# [What the task asks]
Copy the lines below that contain "TrustomerClient".

═════ Records for this exercise ═════

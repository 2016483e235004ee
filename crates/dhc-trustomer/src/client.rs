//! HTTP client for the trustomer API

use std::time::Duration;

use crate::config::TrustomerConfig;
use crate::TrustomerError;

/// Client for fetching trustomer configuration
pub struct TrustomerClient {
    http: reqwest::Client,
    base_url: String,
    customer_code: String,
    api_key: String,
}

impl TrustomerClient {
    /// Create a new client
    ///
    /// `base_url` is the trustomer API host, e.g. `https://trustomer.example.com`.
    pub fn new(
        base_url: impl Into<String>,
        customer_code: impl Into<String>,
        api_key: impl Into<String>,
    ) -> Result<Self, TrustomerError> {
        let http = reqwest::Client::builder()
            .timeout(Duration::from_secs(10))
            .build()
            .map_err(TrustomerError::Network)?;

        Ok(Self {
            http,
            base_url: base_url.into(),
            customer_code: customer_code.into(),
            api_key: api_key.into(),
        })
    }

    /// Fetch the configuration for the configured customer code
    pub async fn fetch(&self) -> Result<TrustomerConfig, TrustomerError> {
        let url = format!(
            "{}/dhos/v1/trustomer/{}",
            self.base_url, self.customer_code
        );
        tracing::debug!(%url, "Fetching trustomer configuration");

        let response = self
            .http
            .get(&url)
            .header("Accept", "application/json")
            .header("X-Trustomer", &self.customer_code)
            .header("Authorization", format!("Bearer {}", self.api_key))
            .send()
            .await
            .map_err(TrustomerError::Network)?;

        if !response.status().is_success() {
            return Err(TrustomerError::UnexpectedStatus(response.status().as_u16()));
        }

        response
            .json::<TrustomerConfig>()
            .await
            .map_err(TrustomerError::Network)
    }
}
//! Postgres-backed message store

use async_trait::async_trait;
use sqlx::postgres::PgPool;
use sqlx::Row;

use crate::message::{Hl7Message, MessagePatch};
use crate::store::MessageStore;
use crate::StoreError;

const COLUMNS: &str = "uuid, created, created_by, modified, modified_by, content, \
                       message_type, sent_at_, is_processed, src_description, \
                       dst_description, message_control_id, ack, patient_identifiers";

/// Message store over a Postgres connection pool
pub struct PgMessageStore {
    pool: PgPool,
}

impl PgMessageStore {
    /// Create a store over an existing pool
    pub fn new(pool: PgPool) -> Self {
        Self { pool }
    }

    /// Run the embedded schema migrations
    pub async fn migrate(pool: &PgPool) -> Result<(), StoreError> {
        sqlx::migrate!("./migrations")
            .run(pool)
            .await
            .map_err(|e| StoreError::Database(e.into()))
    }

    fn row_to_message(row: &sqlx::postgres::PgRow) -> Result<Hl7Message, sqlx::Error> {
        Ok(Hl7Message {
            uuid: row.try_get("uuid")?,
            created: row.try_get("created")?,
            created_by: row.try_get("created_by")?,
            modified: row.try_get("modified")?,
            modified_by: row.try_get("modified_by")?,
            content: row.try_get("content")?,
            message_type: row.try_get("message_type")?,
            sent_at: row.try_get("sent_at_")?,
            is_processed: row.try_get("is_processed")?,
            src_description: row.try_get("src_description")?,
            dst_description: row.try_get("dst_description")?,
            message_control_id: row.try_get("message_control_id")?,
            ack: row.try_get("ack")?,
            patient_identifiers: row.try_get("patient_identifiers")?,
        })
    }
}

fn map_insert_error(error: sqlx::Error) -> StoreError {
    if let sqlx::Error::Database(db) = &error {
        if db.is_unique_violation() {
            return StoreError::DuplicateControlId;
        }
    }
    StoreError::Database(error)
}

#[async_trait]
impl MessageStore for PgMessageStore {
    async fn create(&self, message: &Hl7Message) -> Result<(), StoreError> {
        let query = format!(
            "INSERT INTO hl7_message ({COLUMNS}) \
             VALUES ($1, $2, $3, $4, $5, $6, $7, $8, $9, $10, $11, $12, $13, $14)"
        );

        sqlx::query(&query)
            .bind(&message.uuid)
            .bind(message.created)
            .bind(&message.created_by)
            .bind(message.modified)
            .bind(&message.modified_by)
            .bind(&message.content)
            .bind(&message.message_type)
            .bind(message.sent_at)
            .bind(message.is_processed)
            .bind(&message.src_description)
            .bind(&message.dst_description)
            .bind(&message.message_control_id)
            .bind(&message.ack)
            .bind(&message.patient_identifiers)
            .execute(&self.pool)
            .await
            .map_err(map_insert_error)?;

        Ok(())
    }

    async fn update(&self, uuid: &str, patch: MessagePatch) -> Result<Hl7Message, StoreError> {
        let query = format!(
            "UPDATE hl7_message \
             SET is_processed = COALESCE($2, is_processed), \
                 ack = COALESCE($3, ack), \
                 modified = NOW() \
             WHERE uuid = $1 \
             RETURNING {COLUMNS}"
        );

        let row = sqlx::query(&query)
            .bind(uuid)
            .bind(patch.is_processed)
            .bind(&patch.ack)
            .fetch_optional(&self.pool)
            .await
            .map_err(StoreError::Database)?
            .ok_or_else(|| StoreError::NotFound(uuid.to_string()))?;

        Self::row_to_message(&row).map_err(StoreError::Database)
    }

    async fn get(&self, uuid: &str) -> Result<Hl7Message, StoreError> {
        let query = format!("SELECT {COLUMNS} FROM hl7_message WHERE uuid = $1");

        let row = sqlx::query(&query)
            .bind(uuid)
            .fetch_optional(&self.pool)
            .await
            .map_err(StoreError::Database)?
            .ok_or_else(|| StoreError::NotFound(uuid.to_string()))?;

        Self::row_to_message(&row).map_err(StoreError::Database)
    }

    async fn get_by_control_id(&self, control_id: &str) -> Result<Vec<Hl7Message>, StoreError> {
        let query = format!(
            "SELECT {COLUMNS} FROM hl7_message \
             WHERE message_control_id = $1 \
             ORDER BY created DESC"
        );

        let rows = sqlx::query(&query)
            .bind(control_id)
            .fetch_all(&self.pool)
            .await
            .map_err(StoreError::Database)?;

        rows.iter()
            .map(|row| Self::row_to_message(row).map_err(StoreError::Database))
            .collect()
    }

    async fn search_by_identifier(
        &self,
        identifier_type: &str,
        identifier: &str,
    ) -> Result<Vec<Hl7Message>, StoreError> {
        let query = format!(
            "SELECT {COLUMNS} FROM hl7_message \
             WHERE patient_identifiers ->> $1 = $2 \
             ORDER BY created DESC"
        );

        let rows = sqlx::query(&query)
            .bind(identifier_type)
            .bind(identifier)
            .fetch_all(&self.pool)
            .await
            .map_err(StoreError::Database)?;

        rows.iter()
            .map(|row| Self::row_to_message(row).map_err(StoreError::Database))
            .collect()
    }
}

═════

# [Reply]
pub struct TrustomerClient {
impl TrustomerClient {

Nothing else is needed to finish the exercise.